Wirtschaft
11.11.2017

Asamer hofft nach Ärger mit dem Kies-Geschäft auf ruhigere Zeiten

Die Asamer Baustoffe AG schrieb trotz hoher Abschreibungen 2016 einen Gewinn.

Die Asamer Baustoffe AG (ABAG) hat sich von ihrer Asamer Kies- und Betonwerke (AKB) getrennt und stieg damit aus dem Kies-Geschäft aus. Der Umsatz der ABAG ging deshalb im Vorjahr von 152,9 Millionen Euro auf 91,8 Millionen Euro zurück. "Der Verkauf erfolgte auf einem für Käufer und Verkäufer sinnvollen Business Case, hat aber kein Gesundschrumpfen als Hintergrund", sagt ABAG-Vorstand Harald Fritsch.

Die AKB schrieben allerdings seit 2009 fast ausschließlich Verluste in nicht unbeträchtlichem Ausmaß und blieben auch 2016 wegen starker Mitbewerber und schwacher Konjunktur hinter den Erwartungen.

Die AKB gingen an ein Konsortium rund um die ehemaligen Asamer-Eigentümer, die Brüder Manfred, Kurt und Andreas Asamer. Dem ABAG-Konzern bescherte der Verkauf Abschreibungen in Höhe von 9,5 Millionen Euro. Dennoch gelang den Oberösterreichern im 2016 ein Gewinn von 7,4 Millionen Euro, weil sich die verbleibenden Hauptgesellschaften TB (Transportbeton), CEMMAC und FCL (Zementwerke) positiv entwickelten.

Für 2017 und 2018 geht das Unternehmen von einer stabilen und profitablen Entwicklung aus. "Die Branche insgesamt bewegt sich auf einem stabilen Niveau. Wir erwarten keine wesentlichen Veränderungen", sagt Fritsch.

Frühere Turbulenzen

Die Asamer Baustoffe AG (ABAG) entstand 2014, als Beteiligungen des profitablen Kerngeschäfts der in Turbulenzen geratenen Asamer Holding AG erworben wurden. Insgesamt wurden 24 Unternehmen, die vor allem in den Bereichen Stein, Kies, Beton und Zement tätig sind, übernommen.

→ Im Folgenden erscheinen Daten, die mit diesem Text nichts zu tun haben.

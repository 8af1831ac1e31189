//! Closure-backed rules.

use crate::{
    domain::Outcome,
    ports::{AsyncRule, Rule},
};
use async_trait::async_trait;
use futures::future::BoxFuture;
use std::fmt;

/// A rule that delegates to a closure.
///
/// The stop flag is supplied separately and defaults to `false`.
///
/// # Examples
///
/// ```
/// use rulebook::adapters::RuleFn;
/// use rulebook::domain::{FailureSeverity, IntoFailure, Outcome};
/// use rulebook::ports::Rule;
///
/// let present = RuleFn::new(|name: &Option<String>| match name {
///     Some(_) => Outcome::success(),
///     None => "a name is required".into_failure(FailureSeverity::Error),
/// })
/// .stopping_on_error();
///
/// assert!(present.stops_on_error());
/// assert!(present.validate(&None).is_error());
/// ```
pub struct RuleFn<F> {
    function: F,
    stops_on_error: bool,
}

impl<F> RuleFn<F> {
    /// Wraps `function` as a rule that never stops the validator.
    pub const fn new<T: ?Sized>(function: F) -> Self
    where
        F: Fn(&T) -> Outcome,
    {
        Self {
            function,
            stops_on_error: false,
        }
    }

    /// Makes an error-class outcome from this rule stop the owning validator.
    #[must_use]
    pub const fn stopping_on_error(mut self) -> Self {
        self.stops_on_error = true;
        self
    }
}

impl<F> fmt::Debug for RuleFn<F> {
    fn fmt(&self, f: &mut fmt::Formatter<'_>) -> fmt::Result {
        f.debug_struct("RuleFn")
            .field("stops_on_error", &self.stops_on_error)
            .finish_non_exhaustive()
    }
}

impl<T, F> Rule<T> for RuleFn<F>
where
    T: ?Sized,
    F: Fn(&T) -> Outcome + Send + Sync,
{
    fn validate(&self, object: &T) -> Outcome {
        (self.function)(object)
    }

    fn stops_on_error(&self) -> bool {
        self.stops_on_error
    }
}

/// Wraps `function` as a [`RuleFn`].
pub const fn rule_fn<T, F>(function: F) -> RuleFn<F>
where
    T: ?Sized,
    F: Fn(&T) -> Outcome,
{
    RuleFn::new(function)
}

/// An asynchronous rule that delegates to a closure returning a boxed future.
///
/// # Examples
///
/// ```
/// use futures::FutureExt;
/// use rulebook::adapters::AsyncRuleFn;
/// use rulebook::domain::{FailureSeverity, IntoFailure, Outcome};
///
/// let unique = AsyncRuleFn::new(|email: &String| {
///     let taken = email == "taken@example.com";
///     async move {
///         if taken {
///             "e-mail address is already registered".into_failure(FailureSeverity::Error)
///         } else {
///             Outcome::success()
///         }
///     }
///     .boxed()
/// });
/// # let _ = unique;
/// ```
pub struct AsyncRuleFn<F> {
    function: F,
    stops_on_error: bool,
}

impl<F> AsyncRuleFn<F> {
    /// Wraps `function` as an asynchronous rule that never stops the validator.
    pub const fn new<T: ?Sized>(function: F) -> Self
    where
        F: for<'a> Fn(&'a T) -> BoxFuture<'a, Outcome>,
    {
        Self {
            function,
            stops_on_error: false,
        }
    }

    /// Makes an error-class outcome from this rule stop the owning validator.
    #[must_use]
    pub const fn stopping_on_error(mut self) -> Self {
        self.stops_on_error = true;
        self
    }
}

impl<F> fmt::Debug for AsyncRuleFn<F> {
    fn fmt(&self, f: &mut fmt::Formatter<'_>) -> fmt::Result {
        f.debug_struct("AsyncRuleFn")
            .field("stops_on_error", &self.stops_on_error)
            .finish_non_exhaustive()
    }
}

#[async_trait]
impl<T, F> AsyncRule<T> for AsyncRuleFn<F>
where
    T: ?Sized + Sync,
    F: for<'a> Fn(&'a T) -> BoxFuture<'a, Outcome> + Send + Sync,
{
    async fn validate(&self, object: &T) -> Outcome {
        (self.function)(object).await
    }

    fn stops_on_error(&self) -> bool {
        self.stops_on_error
    }
}
//! Domain model for validation results.
//!
//! Severities rank outcomes, outcomes record single rule checks, and
//! summaries aggregate outcomes into one severity-ordered result. All
//! values are immutable after construction and free of infrastructure
//! concerns.

mod error;
mod outcome;
mod severity;
mod summary;

pub use error::{OutcomeError, ParseSeverityError, SeverityError};
pub use outcome::{Failure, IntoFailure, Outcome};
pub use severity::{CustomSeverity, FailureSeverity, Severity};
pub use summary::{Summary, SummaryBuilder};
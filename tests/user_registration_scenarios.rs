//! Behaviour tests for validating a new user registration.

mod user_registration_steps;

use rstest_bdd_macros::scenario;
use user_registration_steps::world::{RegistrationWorld, world};

#[scenario(
    path = "tests/features/user_registration.feature",
    name = "A complete registration is accepted"
)]
fn complete_registration_is_accepted(world: RegistrationWorld) {
    let _ = world;
}

#[scenario(
    path = "tests/features/user_registration.feature",
    name = "Differing passwords are rejected"
)]
fn differing_passwords_are_rejected(world: RegistrationWorld) {
    let _ = world;
}

#[scenario(
    path = "tests/features/user_registration.feature",
    name = "A weak password needs confirmation"
)]
fn weak_password_needs_confirmation(world: RegistrationWorld) {
    let _ = world;
}

#[scenario(
    path = "tests/features/user_registration.feature",
    name = "A missing birth date is only reported"
)]
fn missing_birth_date_is_reported(world: RegistrationWorld) {
    let _ = world;
}

#[scenario(
    path = "tests/features/user_registration.feature",
    name = "An already registered e-mail address is rejected"
)]
fn registered_email_is_rejected(world: RegistrationWorld) {
    let _ = world;
}
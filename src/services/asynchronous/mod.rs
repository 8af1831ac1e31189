//! Asynchronous validation services.
//!
//! Each type mirrors a synchronous service and awaits its rules or nested
//! validators strictly one after another. The cancellable entry points
//! check the [`tokio_util::sync::CancellationToken`] before every
//! invocation.

mod collection;
mod combiner;
mod delegate;
mod gate;
mod rule_based;
mod sub_collection;

pub use collection::AsyncCollectionValidator;
pub use combiner::AsyncValidatorCombiner;
pub use delegate::AsyncDelegateValidator;
pub use rule_based::AsyncRuleBasedValidator;
pub use sub_collection::AsyncSubCollectionValidator;
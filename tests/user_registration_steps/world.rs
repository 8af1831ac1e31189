//! Shared world state for user registration BDD scenarios.

use rstest::fixture;
use rulebook::{
    adapters::RuleFn,
    domain::{FailureSeverity, IntoFailure, Outcome, Summary},
    services::RuleBasedValidator,
};

/// The form a new user submits.
#[derive(Debug, Clone, Default)]
pub struct Registration {
    pub email: String,
    pub password: String,
    pub password_repeated: String,
    pub birth_date: Option<String>,
}

/// Scenario world for registration behaviour tests.
#[derive(Debug, Default)]
pub struct RegistrationWorld {
    pub registered_emails: Vec<String>,
    pub registration: Option<Registration>,
    pub summary: Option<Summary>,
}

impl RegistrationWorld {
    /// Builds the registration validator against the registered addresses.
    #[must_use]
    pub fn validator(&self) -> RuleBasedValidator<Registration> {
        let registered = self.registered_emails.clone();
        RuleBasedValidator::new()
            .with_rule(RuleFn::new(password_rule))
            .with_rule(RuleFn::new(move |form: &Registration| {
                email_rule(form, &registered)
            }))
            .with_rule(RuleFn::new(birth_date_rule))
    }
}

fn password_rule(form: &Registration) -> Outcome {
    if form.password != form.password_repeated {
        return "The two passwords you entered are not the same."
            .into_failure(FailureSeverity::Error);
    }
    if form.password.is_empty() || form.password.contains(char::is_whitespace) {
        return "The password you entered does not conform to the password policy."
            .into_failure(FailureSeverity::Error);
    }
    if form.password.len() < 8 {
        return "The password you entered is valid but weak."
            .into_failure(FailureSeverity::Warning);
    }
    Outcome::success()
}

fn email_rule(form: &Registration, registered: &[String]) -> Outcome {
    if !form.email.contains('@') {
        return format!("The email address {} is not a valid mail address.", form.email)
            .into_failure(FailureSeverity::Error);
    }
    if registered.contains(&form.email) {
        return format!("The email address {} is already registered.", form.email)
            .into_failure(FailureSeverity::Error);
    }
    Outcome::success()
}

fn birth_date_rule(form: &Registration) -> Outcome {
    match form.birth_date {
        Some(_) => Outcome::success(),
        None => "You did not enter a birth date. You can add it later."
            .into_failure(FailureSeverity::Information),
    }
}

/// Fixture that creates a new scenario world.
#[fixture]
pub fn world() -> RegistrationWorld {
    RegistrationWorld::default()
}
//! Tests for severity ranking and attributes.

use crate::domain::{CustomSeverity, FailureSeverity, ParseSeverityError, Severity, SeverityError};
use eyre::ensure;
use rstest::rstest;

#[rstest]
#[case(Severity::Success, 0, false, false, false)]
#[case(Severity::Information, 10, true, false, false)]
#[case(Severity::Warning, 20, true, true, false)]
#[case(Severity::Error, 30, true, true, true)]
fn base_severity_attributes(
    #[case] severity: Severity,
    #[case] rank: u16,
    #[case] is_error: bool,
    #[case] allows_cancel: bool,
    #[case] causes_cancel: bool,
) {
    assert_eq!(severity.rank(), rank);
    assert_eq!(severity.is_error(), is_error);
    assert_eq!(severity.allows_cancel(), allows_cancel);
    assert_eq!(severity.causes_cancel(), causes_cancel);
}

#[rstest]
fn base_severities_form_a_strict_order() {
    let mut shuffled = vec![
        Severity::Warning,
        Severity::Success,
        Severity::Error,
        Severity::Information,
    ];
    shuffled.sort();

    assert_eq!(
        shuffled,
        vec![
            Severity::Success,
            Severity::Information,
            Severity::Warning,
            Severity::Error,
        ]
    );
    assert_eq!(Severity::default(), Severity::Success);
}

#[rstest]
fn custom_severity_ranks_above_error() -> eyre::Result<()> {
    let fatal = Severity::from(CustomSeverity::new("fatal", 40)?);

    ensure!(fatal > Severity::Error, "custom severity should outrank error");
    ensure!(fatal.is_error(), "custom severity should be error-class");
    ensure!(fatal.allows_cancel(), "custom severity should allow cancel");
    ensure!(fatal.causes_cancel(), "custom severity should force cancel");
    ensure!(fatal.as_str() == "fatal", "unexpected name {}", fatal.as_str());
    Ok(())
}

#[rstest]
fn custom_severity_can_leave_the_decision_to_the_user() -> eyre::Result<()> {
    let review = Severity::from(CustomSeverity::new("needs_review", 35)?.without_forced_cancel());

    ensure!(review.allows_cancel(), "should still allow cancel");
    ensure!(!review.causes_cancel(), "should not force cancel");
    Ok(())
}

#[rstest]
#[case("", 40, SeverityError::EmptyName)]
#[case("   ", 40, SeverityError::EmptyName)]
#[case("minor", 15, SeverityError::RankNotAboveError { name: "minor".to_owned(), rank: 15 })]
#[case("tie", 30, SeverityError::RankNotAboveError { name: "tie".to_owned(), rank: 30 })]
fn custom_severity_rejects_invalid_declarations(
    #[case] name: &'static str,
    #[case] rank: u16,
    #[case] expected: SeverityError,
) {
    assert_eq!(CustomSeverity::new(name, rank).map(Severity::from), Err(expected));
}

#[rstest]
fn severities_with_equal_rank_are_equal() -> eyre::Result<()> {
    let left = Severity::from(CustomSeverity::new("blocker", 50)?);
    let right = Severity::from(CustomSeverity::new("showstopper", 50)?.without_forced_cancel());

    ensure!(left == right, "equal ranks should compare equal");
    Ok(())
}

#[rstest]
#[case("success", Severity::Success)]
#[case("Information", Severity::Information)]
#[case(" WARNING ", Severity::Warning)]
#[case("error", Severity::Error)]
fn severity_parses_base_names(#[case] input: &str, #[case] expected: Severity) {
    assert_eq!(Severity::try_from(input), Ok(expected));
}

#[rstest]
fn severity_parse_rejects_unknown_names() {
    assert_eq!(
        Severity::try_from("fatal"),
        Err(ParseSeverityError("fatal".to_owned()))
    );
}

#[rstest]
#[case(FailureSeverity::Information, Severity::Information)]
#[case(FailureSeverity::Warning, Severity::Warning)]
#[case(FailureSeverity::Error, Severity::Error)]
fn failure_severity_converts_to_severity(
    #[case] failure: FailureSeverity,
    #[case] expected: Severity,
) {
    assert_eq!(Severity::from(failure), expected);
    assert_eq!(Severity::from(failure).to_string(), expected.as_str());
}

Der Vorgänger-Konzern, die Asamer Holding, hatte in seinen besten Zeiten rund 5300 Mitarbeiter an mehr als 140 Standorten und setzte pro Jahr 452 Millionen Euro um. Der Einbruch des Ostgeschäftes und der Stillstand von drei Zementwerken in Libyen wegen der dortigen bewaffneten Auseinandersetzungen brachten das Unternehmen in Schieflage. Zuletzt entstand ein Jahresverlust von 90 Millionen Euro, außerdem waren mehrere Hundert Millionen Euro Schulden angehäuft worden.

Seit 2014 wird ein Plan zur Rettung des Unternehmens mit Refinanzierung und Restrukturierung und der Beschränkung auf die Kernbereiche verfolgt. Um das zu erreichen, wurden unter anderem die angeschlagenen und die gesunden Unternehmensteile getrennt.

Die ABAG hat heute zwölf Unternehmen mit insgesamt rund 500 Mitarbeitern in den Kernländern Österreich, Slowakei und Bosnien sowie den angrenzenden Märkten.